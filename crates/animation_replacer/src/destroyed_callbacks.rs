use std::sync::{PoisonError, RwLock, Weak};

/// Subscribers held by weak reference. A subscriber that has been dropped is simply
/// skipped; expired entries are pruned whenever a new subscriber registers.
pub struct DestroyedCallbackRegistry<T: ?Sized + 'static> {
    callbacks: RwLock<Vec<Weak<dyn Fn(&T) + Send + Sync>>>,
}

impl<T: ?Sized + 'static> Default for DestroyedCallbackRegistry<T> {
    fn default() -> Self {
        Self {
            callbacks: RwLock::new(Vec::new()),
        }
    }
}

impl<T: ?Sized + 'static> std::fmt::Debug for DestroyedCallbackRegistry<T> {
    fn fmt(&self, f: &mut std::fmt::Formatter<'_>) -> std::fmt::Result {
        f.debug_struct("DestroyedCallbackRegistry")
            .field("registered", &self.len())
            .finish()
    }
}

impl<T: ?Sized + 'static> DestroyedCallbackRegistry<T> {
    pub fn register(&self, callback: Weak<dyn Fn(&T) + Send + Sync>) {
        let mut callbacks = self
            .callbacks
            .write()
            .unwrap_or_else(PoisonError::into_inner);
        callbacks.retain(|callback| callback.strong_count() > 0);
        callbacks.push(callback);
    }

    /// Number of registered subscribers, including ones that may have expired since.
    pub fn len(&self) -> usize {
        self.callbacks
            .read()
            .unwrap_or_else(PoisonError::into_inner)
            .len()
    }

    pub fn is_empty(&self) -> bool {
        self.len() == 0
    }

    /// Calls every live subscriber with `value` and empties the registry, so each
    /// subscriber hears about it at most once.
    pub fn notify_all(&self, value: &T) {
        let callbacks = std::mem::take(
            &mut *self
                .callbacks
                .write()
                .unwrap_or_else(PoisonError::into_inner),
        );

        for callback in callbacks.iter().filter_map(Weak::upgrade) {
            callback(value);
        }
    }
}

#[cfg(test)]
mod tests {
    use std::sync::{
        Arc,
        atomic::{AtomicUsize, Ordering},
    };

    use super::*;

    type Callback = dyn Fn(&u32) + Send + Sync;

    #[test]
    fn live_subscribers_are_notified_once() {
        let registry = DestroyedCallbackRegistry::<u32>::default();
        let calls = Arc::new(AtomicUsize::new(0));

        let counter = calls.clone();
        let callback: Arc<Callback> = Arc::new(move |value: &u32| {
            assert_eq!(*value, 9);
            counter.fetch_add(1, Ordering::SeqCst);
        });
        registry.register(Arc::downgrade(&callback));

        registry.notify_all(&9);
        registry.notify_all(&9);
        assert_eq!(calls.load(Ordering::SeqCst), 1);
    }

    #[test]
    fn expired_subscribers_are_skipped_and_pruned() {
        let registry = DestroyedCallbackRegistry::<u32>::default();
        let calls = Arc::new(AtomicUsize::new(0));

        let counter = calls.clone();
        let dropped: Arc<Callback> = Arc::new(move |_: &u32| {
            counter.fetch_add(1, Ordering::SeqCst);
        });
        registry.register(Arc::downgrade(&dropped));
        drop(dropped);

        let kept: Arc<Callback> = Arc::new(|_: &u32| {});
        registry.register(Arc::downgrade(&kept));
        assert_eq!(registry.len(), 1);

        registry.notify_all(&1);
        assert_eq!(calls.load(Ordering::SeqCst), 0);
    }
}
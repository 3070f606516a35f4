use std::path::Path;

use bevy::{
    log::{info, warn},
    prelude::Resource,
    reflect::prelude::*,
};
use ron::ser::PrettyConfig;
use serde::{Deserialize, Serialize};

use crate::errors::ReplacerResult;

/// Decides which clip events make it into the animation log.
#[derive(Reflect, Clone, Copy, Debug, Default, PartialEq, Eq, Serialize, Deserialize)]
#[reflect(Default)]
pub enum AnimationLogMode {
    /// Only clips that are currently playing a replacement.
    #[default]
    ReplacementOnly,
    /// Clips that have any replacement candidates, replaced or not.
    PotentialReplacement,
    All,
}

#[derive(Reflect, Clone, Debug, PartialEq, Serialize, Deserialize)]
#[reflect(Default)]
#[serde(default)]
pub struct AnimationLogSettings {
    pub enabled: bool,
    pub max_entries: usize,
    pub activate_mode: AnimationLogMode,
    pub echo_mode: AnimationLogMode,
    pub loop_mode: AnimationLogMode,
    /// Mirror every log entry to the text log.
    pub write_to_text_log: bool,
}

impl Default for AnimationLogSettings {
    fn default() -> Self {
        Self {
            enabled: false,
            max_entries: 10,
            activate_mode: AnimationLogMode::ReplacementOnly,
            echo_mode: AnimationLogMode::ReplacementOnly,
            loop_mode: AnimationLogMode::ReplacementOnly,
            write_to_text_log: false,
        }
    }
}

#[derive(Resource, Reflect, Clone, Debug, PartialEq, Serialize, Deserialize)]
#[reflect(Default)]
#[serde(default)]
pub struct ReplacerSettings {
    /// Blend time used when an interruptible animation switches replacement mid-play.
    pub blend_time_on_interrupt: f32,
    /// Blend time used when a looping animation switches replacement on loop.
    pub blend_time_on_loop: f32,
    pub animation_limit: u16,
    pub increase_animation_limit: bool,
    /// Keep random condition results across loops for animations without any replacement
    /// configuration.
    pub legacy_keep_random_results_by_default: bool,
    pub animation_log: AnimationLogSettings,
}

impl Default for ReplacerSettings {
    fn default() -> Self {
        Self {
            blend_time_on_interrupt: 0.3,
            blend_time_on_loop: 0.3,
            animation_limit: Self::MAX_ANIMATION_LIMIT_DEFAULT,
            increase_animation_limit: false,
            legacy_keep_random_results_by_default: false,
            animation_log: AnimationLogSettings::default(),
        }
    }
}

impl ReplacerSettings {
    pub const MAX_ANIMATION_LIMIT_DEFAULT: u16 = 0x7FFF;
    pub const MAX_ANIMATION_LIMIT_INCREASED: u16 = 0xFFFF;

    pub fn from_ron_str(source: &str) -> ReplacerResult<Self> {
        let mut settings: Self = ron::from_str(source)?;
        settings.clamp_animation_limit();
        Ok(settings)
    }

    pub fn to_ron_string(&self) -> ReplacerResult<String> {
        Ok(ron::ser::to_string_pretty(self, PrettyConfig::default())?)
    }

    pub fn max_animation_limit(&self) -> u16 {
        if self.increase_animation_limit {
            Self::MAX_ANIMATION_LIMIT_INCREASED
        } else {
            Self::MAX_ANIMATION_LIMIT_DEFAULT
        }
    }

    pub fn clamp_animation_limit(&mut self) {
        let max = self.max_animation_limit();
        if self.animation_limit > max {
            warn!(
                "Animation limit {} exceeds the maximum of {max}, clamping",
                self.animation_limit
            );
            self.animation_limit = max;
        }
    }

    /// Reads settings from `path`. A missing file is created with default values.
    pub fn read_or_create(path: impl AsRef<Path>) -> ReplacerResult<Self> {
        let path = path.as_ref();
        info!("Reading settings from {:?}", path);

        if path.exists() {
            let source = std::fs::read_to_string(path)?;
            let settings = Self::from_ron_str(&source)?;
            info!("...success");
            Ok(settings)
        } else {
            info!("...settings not found, creating a new file");
            let settings = Self::default();
            settings.write(path)?;
            Ok(settings)
        }
    }

    pub fn write(&self, path: impl AsRef<Path>) -> ReplacerResult<()> {
        let path = path.as_ref();
        info!("Writing settings to {:?}", path);
        std::fs::write(path, self.to_ron_string()?)?;
        Ok(())
    }
}
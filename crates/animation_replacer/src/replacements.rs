use std::sync::Arc;

use animation_replacer_core::{
    character::WorldObject, clip_generator::ClipGenerator, id::BindingIndex,
};

use crate::{
    active_clip::ActiveClip,
    conditions::{ConditionContext, ConditionSet},
    replacement::ReplacementAnimation,
};

/// A replacement animation together with the conditions that select it.
#[derive(Clone, Debug)]
pub struct ReplacementCandidate {
    pub priority: i32,
    pub conditions: ConditionSet,
    pub animation: Arc<ReplacementAnimation>,
}

/// Every candidate configured for one original animation, highest priority first.
#[derive(Clone, Debug, Default)]
pub struct AnimationReplacements {
    pub original_index: BindingIndex,
    candidates: Vec<ReplacementCandidate>,
    /// Behavior of the original animation itself, while no replacement is playing.
    pub original_interruptible: bool,
    pub original_replace_on_echo: bool,
    pub original_keep_random_results_on_loop: bool,
}

impl AnimationReplacements {
    pub fn new(original_index: BindingIndex) -> Self {
        Self {
            original_index,
            ..Default::default()
        }
    }

    /// Adds a candidate. Among equal priorities the one added first wins.
    pub fn add(
        &mut self,
        priority: i32,
        conditions: ConditionSet,
        animation: Arc<ReplacementAnimation>,
    ) {
        let position = self
            .candidates
            .partition_point(|candidate| candidate.priority >= priority);
        self.candidates.insert(
            position,
            ReplacementCandidate {
                priority,
                conditions,
                animation,
            },
        );
    }

    pub fn with(
        mut self,
        priority: i32,
        conditions: ConditionSet,
        animation: Arc<ReplacementAnimation>,
    ) -> Self {
        self.add(priority, conditions, animation);
        self
    }

    pub fn candidates(&self) -> &[ReplacementCandidate] {
        &self.candidates
    }

    pub fn is_empty(&self) -> bool {
        self.candidates.is_empty()
    }

    /// The highest-priority candidate whose conditions hold, if any.
    pub fn evaluate_conditions_and_get_replacement_animation(
        &self,
        refr: Option<&WorldObject>,
        clip_generator: &ClipGenerator,
        active_clip: &ActiveClip,
    ) -> Option<Arc<ReplacementAnimation>> {
        let ctx = ConditionContext {
            refr,
            clip_generator,
            active_clip,
        };
        self.candidates
            .iter()
            .find(|candidate| candidate.conditions.evaluate(&ctx))
            .map(|candidate| candidate.animation.clone())
    }
}

#[cfg(test)]
mod tests {
    use super::*;

    #[test]
    fn candidates_are_kept_in_priority_order() {
        let low = ReplacementAnimation::new("low", 1).into_shared();
        let high = ReplacementAnimation::new("high", 2).into_shared();
        let also_high = ReplacementAnimation::new("also_high", 3).into_shared();

        let replacements = AnimationReplacements::new(0)
            .with(0, ConditionSet::new(), low)
            .with(10, ConditionSet::new(), high)
            .with(10, ConditionSet::new(), also_high);

        let names: Vec<_> = replacements
            .candidates()
            .iter()
            .map(|candidate| candidate.animation.name.as_str())
            .collect();
        assert_eq!(names, vec!["high", "also_high", "low"]);
    }
}
fn main() {
    println!("cargo:rustc-link-arg=-Tlinkall.x");
}
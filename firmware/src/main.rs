#![no_std]
#![no_main]
#![deny(
    clippy::mem_forget,
    reason = "mem::forget is generally not safe to do with esp_hal types, especially those \
    holding buffers for the duration of a data transfer."
)]

use core::future::pending;
use embassy_executor::Spawner;
use embassy_time::Timer;
use esp_backtrace as _;
use esp_hal::clock::CpuClock;
use esp_hal::gpio::{AnyPin, Pin};
use esp_hal::ledc::channel::{self, Channel, ChannelIFace, Number};
use esp_hal::ledc::timer::{self, LSClockSource, TimerIFace};
use esp_hal::ledc::{LSGlobalClkSource, Ledc, LowSpeed};
use esp_hal::time::Rate;
use esp_hal::timer::timg::TimerGroup;
use esp_hal::uart::{self, Uart};
use esp_hal::Blocking;
use log::{debug, info};
use quadruped_link::config::{BAUD_RATE, POLL_INTERVAL_MS, PWM_FREQUENCY_HZ, SERVO_COUNT};
use quadruped_link::robot::{channel_layout, Servo, ServoCalibration};
use quadruped_link::{Controller, Tick};

esp_bootloader_esp_idf::esp_app_desc!();

// Channel order: [knee, hip] per leg, legs FL, BL, FR, BR.
const SERVO_GPIOS: [u8; SERVO_COUNT] = [32, 33, 25, 26, 27, 14, 12, 13];

type PoseController = Controller<Uart<'static, Blocking>, Channel<'static, LowSpeed>>;

macro_rules! mk_static {
    ($t:ty, $val:expr) => {{
        static STATIC_CELL: static_cell::StaticCell<$t> = static_cell::StaticCell::new();
        STATIC_CELL.init_with(|| $val)
    }};
}

#[embassy_executor::task]
async fn poll_task(mut controller: PoseController) {
    info!("[POLL_TASK] listening every {POLL_INTERVAL_MS} ms");
    loop {
        match controller.poll() {
            Tick::Dispatched { updated } => {
                debug!("[POLL_TASK] {updated}/{SERVO_COUNT} channels updated")
            }
            Tick::Idle | Tick::Skipped => {}
        }
        Timer::after_millis(POLL_INTERVAL_MS).await;
    }
}

#[esp_hal_embassy::main]
async fn main(spawner: Spawner) {
    esp_println::logger::init_logger_from_env();

    let config = esp_hal::Config::default().with_cpu_clock(CpuClock::max());
    let p = esp_hal::init(config);

    let timer0 = TimerGroup::new(p.TIMG1);
    esp_hal_embassy::init(timer0.timer0);

    let servo_pins: [AnyPin<'static>; SERVO_COUNT] = [
        p.GPIO32.degrade(),
        p.GPIO33.degrade(),
        p.GPIO25.degrade(),
        p.GPIO26.degrade(),
        p.GPIO27.degrade(),
        p.GPIO14.degrade(),
        p.GPIO12.degrade(),
        p.GPIO13.degrade(),
    ];

    let mut ledc = Ledc::new(p.LEDC);
    ledc.set_global_slow_clock(LSGlobalClkSource::APBClk);

    let pwm_timer = mk_static!(
        timer::Timer<'static, LowSpeed>,
        ledc.timer::<LowSpeed>(timer::Number::Timer0)
    );
    pwm_timer
        .configure(timer::config::Config {
            duty: timer::config::Duty::Duty14Bit,
            clock_source: LSClockSource::APBClk,
            frequency: Rate::from_hz(PWM_FREQUENCY_HZ),
        })
        .expect("Fail creating ledc timer");
    let pwm_timer: &'static timer::Timer<'static, LowSpeed> = pwm_timer;

    let [p0, p1, p2, p3, p4, p5, p6, p7] = servo_pins;
    let channels: [Channel<'static, LowSpeed>; SERVO_COUNT] = [
        ledc.channel(Number::Channel0, p0),
        ledc.channel(Number::Channel1, p1),
        ledc.channel(Number::Channel2, p2),
        ledc.channel(Number::Channel3, p3),
        ledc.channel(Number::Channel4, p4),
        ledc.channel(Number::Channel5, p5),
        ledc.channel(Number::Channel6, p6),
        ledc.channel(Number::Channel7, p7),
    ];

    // No pulse until the first command arrives.
    let layout = channel_layout(SERVO_GPIOS);
    let mut index = 0;
    let servos = channels.map(|mut channel| {
        channel
            .configure(channel::config::Config {
                timer: pwm_timer,
                duty_pct: 0,
                pin_config: channel::config::PinConfig::PushPull,
            })
            .expect("Fail configurating servo channel");
        let servo = Servo::new(channel, layout[index], ServoCalibration::default());
        index += 1;
        servo
    });

    let serial = Uart::new(
        p.UART0,
        uart::Config::default().with_baudrate(BAUD_RATE),
    )
    .expect("Fail creating uart")
    .with_rx(p.GPIO3)
    .with_tx(p.GPIO1);

    info!("Starting quadruped pose link...");
    for descriptor in layout {
        debug!("{descriptor}");
    }
    spawner
        .spawn(poll_task(Controller::new(serial, servos)))
        .expect("Fail spawning poll task");

    loop {
        pending::<()>().await;
    }
}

● Assignment
The answer must consist of every line from the entries that holds the string "WorldObject".

● Result of this task
    character::WorldObject, clip_generator::ClipGenerator, id::BindingIndex,
        refr: Option<&WorldObject>,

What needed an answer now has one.